TASK INSTRUCTIONS: From the data below, please reproduce exactly everything from the line that contains "filename crates/nemesis-core/src/core/mod.rs" down to the line that contains "pub use role::WorkerRole;", with both ends included.

SUPPLIED MATERIAL:
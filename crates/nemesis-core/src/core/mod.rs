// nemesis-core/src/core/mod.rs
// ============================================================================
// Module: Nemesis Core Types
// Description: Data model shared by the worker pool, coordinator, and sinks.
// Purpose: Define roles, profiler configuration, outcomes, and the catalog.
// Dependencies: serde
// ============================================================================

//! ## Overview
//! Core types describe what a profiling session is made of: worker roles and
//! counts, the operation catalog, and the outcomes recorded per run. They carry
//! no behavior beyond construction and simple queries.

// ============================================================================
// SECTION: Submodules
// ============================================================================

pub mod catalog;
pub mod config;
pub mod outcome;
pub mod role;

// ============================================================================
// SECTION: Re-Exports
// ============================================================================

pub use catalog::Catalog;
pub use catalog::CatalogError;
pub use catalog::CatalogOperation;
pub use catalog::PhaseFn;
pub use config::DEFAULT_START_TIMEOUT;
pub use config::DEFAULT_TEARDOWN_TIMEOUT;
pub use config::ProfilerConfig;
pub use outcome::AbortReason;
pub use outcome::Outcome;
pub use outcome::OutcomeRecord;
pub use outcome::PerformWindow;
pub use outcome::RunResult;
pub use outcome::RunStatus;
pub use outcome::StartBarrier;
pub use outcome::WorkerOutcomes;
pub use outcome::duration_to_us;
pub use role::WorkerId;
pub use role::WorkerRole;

...

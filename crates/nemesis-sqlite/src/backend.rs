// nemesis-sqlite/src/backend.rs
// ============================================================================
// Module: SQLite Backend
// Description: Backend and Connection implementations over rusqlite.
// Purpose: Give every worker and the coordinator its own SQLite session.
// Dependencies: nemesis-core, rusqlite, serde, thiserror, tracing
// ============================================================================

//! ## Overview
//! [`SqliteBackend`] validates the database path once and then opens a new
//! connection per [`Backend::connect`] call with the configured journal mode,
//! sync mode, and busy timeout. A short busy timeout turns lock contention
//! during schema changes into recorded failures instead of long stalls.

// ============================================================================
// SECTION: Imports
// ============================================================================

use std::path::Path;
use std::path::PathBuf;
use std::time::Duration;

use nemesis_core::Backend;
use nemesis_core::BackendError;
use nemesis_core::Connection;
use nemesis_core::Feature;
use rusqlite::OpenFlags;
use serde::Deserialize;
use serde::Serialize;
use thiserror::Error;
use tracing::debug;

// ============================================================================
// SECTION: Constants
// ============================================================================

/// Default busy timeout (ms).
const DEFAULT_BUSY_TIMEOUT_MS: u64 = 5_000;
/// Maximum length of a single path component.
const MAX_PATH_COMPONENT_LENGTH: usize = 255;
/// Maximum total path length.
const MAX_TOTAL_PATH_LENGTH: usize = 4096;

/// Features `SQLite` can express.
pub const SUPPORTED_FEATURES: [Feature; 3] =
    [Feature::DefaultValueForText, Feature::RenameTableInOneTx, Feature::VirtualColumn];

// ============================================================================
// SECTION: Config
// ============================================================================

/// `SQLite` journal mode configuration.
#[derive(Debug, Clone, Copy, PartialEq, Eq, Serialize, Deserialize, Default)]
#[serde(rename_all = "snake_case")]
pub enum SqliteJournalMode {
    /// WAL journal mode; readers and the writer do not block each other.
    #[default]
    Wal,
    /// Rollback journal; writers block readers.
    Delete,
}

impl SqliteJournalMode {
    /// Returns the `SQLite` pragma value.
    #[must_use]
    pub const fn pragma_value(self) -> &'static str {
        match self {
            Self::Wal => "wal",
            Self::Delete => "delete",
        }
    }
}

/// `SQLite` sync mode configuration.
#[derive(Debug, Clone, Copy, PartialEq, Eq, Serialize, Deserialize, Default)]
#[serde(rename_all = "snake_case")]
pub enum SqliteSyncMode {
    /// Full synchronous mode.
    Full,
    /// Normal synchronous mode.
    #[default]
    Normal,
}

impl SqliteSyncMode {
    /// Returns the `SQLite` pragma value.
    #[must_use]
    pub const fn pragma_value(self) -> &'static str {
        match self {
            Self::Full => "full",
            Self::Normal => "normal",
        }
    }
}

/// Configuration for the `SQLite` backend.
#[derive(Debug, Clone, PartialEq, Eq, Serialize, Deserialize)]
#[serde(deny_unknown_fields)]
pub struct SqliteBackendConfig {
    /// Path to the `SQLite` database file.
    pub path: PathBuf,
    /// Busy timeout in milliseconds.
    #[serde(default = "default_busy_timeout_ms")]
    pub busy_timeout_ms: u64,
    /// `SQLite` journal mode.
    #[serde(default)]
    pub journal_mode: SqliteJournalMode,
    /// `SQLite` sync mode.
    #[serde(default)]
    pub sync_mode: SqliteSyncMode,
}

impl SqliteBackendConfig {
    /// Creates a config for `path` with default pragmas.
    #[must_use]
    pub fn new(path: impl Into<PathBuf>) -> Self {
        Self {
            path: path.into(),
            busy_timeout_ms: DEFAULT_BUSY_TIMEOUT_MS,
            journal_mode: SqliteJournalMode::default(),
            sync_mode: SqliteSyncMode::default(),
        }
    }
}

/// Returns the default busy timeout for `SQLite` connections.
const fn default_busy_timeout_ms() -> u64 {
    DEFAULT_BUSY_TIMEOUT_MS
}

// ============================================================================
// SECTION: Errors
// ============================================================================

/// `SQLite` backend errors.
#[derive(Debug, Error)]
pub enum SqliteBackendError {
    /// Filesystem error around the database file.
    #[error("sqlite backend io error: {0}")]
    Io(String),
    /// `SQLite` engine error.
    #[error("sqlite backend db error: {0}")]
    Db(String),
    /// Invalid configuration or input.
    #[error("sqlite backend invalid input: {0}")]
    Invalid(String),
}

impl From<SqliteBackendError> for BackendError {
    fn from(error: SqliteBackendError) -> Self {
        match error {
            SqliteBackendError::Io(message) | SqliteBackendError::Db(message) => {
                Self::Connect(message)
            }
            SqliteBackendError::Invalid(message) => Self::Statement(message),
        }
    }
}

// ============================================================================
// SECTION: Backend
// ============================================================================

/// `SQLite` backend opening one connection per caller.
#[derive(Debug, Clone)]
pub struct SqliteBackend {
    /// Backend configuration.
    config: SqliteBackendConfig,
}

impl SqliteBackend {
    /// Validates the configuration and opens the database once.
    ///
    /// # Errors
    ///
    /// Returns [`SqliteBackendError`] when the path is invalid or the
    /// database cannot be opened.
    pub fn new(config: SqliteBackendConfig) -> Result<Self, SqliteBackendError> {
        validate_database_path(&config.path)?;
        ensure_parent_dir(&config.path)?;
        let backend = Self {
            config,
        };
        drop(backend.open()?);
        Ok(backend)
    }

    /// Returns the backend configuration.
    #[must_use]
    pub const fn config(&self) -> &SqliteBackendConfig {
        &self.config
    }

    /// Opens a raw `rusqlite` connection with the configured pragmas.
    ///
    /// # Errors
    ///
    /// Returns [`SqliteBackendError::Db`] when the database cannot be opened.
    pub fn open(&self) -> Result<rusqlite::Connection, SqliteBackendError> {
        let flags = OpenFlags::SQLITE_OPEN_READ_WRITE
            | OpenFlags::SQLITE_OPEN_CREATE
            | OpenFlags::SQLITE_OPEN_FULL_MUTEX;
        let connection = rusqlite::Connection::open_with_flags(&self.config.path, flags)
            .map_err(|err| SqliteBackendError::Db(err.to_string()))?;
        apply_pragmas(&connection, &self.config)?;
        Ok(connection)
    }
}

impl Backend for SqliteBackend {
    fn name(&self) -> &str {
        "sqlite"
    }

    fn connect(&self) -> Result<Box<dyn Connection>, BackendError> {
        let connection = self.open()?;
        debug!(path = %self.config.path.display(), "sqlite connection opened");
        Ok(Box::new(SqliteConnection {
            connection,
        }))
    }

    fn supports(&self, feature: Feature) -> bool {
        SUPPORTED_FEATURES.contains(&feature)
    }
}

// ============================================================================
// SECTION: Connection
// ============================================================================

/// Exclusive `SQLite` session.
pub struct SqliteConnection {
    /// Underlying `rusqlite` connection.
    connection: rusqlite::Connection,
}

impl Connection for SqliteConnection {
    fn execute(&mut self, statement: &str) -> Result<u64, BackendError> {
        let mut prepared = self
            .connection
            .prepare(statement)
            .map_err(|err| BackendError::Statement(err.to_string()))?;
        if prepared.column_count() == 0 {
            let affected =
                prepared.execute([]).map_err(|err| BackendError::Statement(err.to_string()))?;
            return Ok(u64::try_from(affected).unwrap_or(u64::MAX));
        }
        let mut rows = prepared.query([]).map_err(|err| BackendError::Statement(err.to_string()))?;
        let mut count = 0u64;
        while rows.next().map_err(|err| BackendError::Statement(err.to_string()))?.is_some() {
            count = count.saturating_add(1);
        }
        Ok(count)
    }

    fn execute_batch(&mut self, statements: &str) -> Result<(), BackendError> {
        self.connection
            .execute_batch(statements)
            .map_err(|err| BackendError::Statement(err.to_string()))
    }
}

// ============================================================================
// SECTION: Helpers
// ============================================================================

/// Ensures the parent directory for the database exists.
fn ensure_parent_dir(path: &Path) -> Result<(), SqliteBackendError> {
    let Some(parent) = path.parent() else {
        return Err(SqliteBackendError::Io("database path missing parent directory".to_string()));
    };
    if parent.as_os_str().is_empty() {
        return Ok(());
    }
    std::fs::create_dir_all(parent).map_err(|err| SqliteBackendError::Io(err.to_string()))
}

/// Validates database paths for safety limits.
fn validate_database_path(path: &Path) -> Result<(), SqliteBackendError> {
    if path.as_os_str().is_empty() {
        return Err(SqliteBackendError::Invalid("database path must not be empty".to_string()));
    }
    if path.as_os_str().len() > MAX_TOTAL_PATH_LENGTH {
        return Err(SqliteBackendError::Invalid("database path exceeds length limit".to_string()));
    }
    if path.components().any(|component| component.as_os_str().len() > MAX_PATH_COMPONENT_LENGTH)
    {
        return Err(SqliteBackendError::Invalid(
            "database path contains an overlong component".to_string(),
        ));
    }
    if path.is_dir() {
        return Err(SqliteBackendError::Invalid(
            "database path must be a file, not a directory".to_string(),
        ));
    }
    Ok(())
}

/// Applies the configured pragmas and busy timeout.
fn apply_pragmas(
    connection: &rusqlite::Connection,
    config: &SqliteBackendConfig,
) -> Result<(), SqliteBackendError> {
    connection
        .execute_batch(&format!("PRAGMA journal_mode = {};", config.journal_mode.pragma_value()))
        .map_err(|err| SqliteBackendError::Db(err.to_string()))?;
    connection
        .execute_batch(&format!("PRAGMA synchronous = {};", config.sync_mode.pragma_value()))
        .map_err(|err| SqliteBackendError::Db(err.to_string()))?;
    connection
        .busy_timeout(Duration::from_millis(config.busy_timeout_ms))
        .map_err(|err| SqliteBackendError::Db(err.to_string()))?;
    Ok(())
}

WRITTEN SOLUTION:
filename crates/nemesis-core/src/core/mod.rs
// nemesis-core/src/core/mod.rs
// ============================================================================
// Module: Nemesis Core Types
// Description: Data model shared by the worker pool, coordinator, and sinks.
// Purpose: Define roles, profiler configuration, outcomes, and the catalog.
// Dependencies: serde
// ============================================================================

//! ## Overview
//! Core types describe what a profiling session is made of: worker roles and
//! counts, the operation catalog, and the outcomes recorded per run. They carry
//! no behavior beyond construction and simple queries.

// ============================================================================
// SECTION: Submodules
// ============================================================================

pub mod catalog;
pub mod config;
pub mod outcome;
pub mod role;

// ============================================================================
// SECTION: Re-Exports
// ============================================================================

pub use catalog::Catalog;
pub use catalog::CatalogError;
pub use catalog::CatalogOperation;
pub use catalog::PhaseFn;
pub use config::DEFAULT_START_TIMEOUT;
pub use config::DEFAULT_TEARDOWN_TIMEOUT;
pub use config::ProfilerConfig;
pub use outcome::AbortReason;
pub use outcome::Outcome;
pub use outcome::OutcomeRecord;
pub use outcome::PerformWindow;
pub use outcome::RunResult;
pub use outcome::RunStatus;
pub use outcome::StartBarrier;
pub use outcome::WorkerOutcomes;
pub use outcome::duration_to_us;
pub use role::WorkerId;
pub use role::WorkerRole;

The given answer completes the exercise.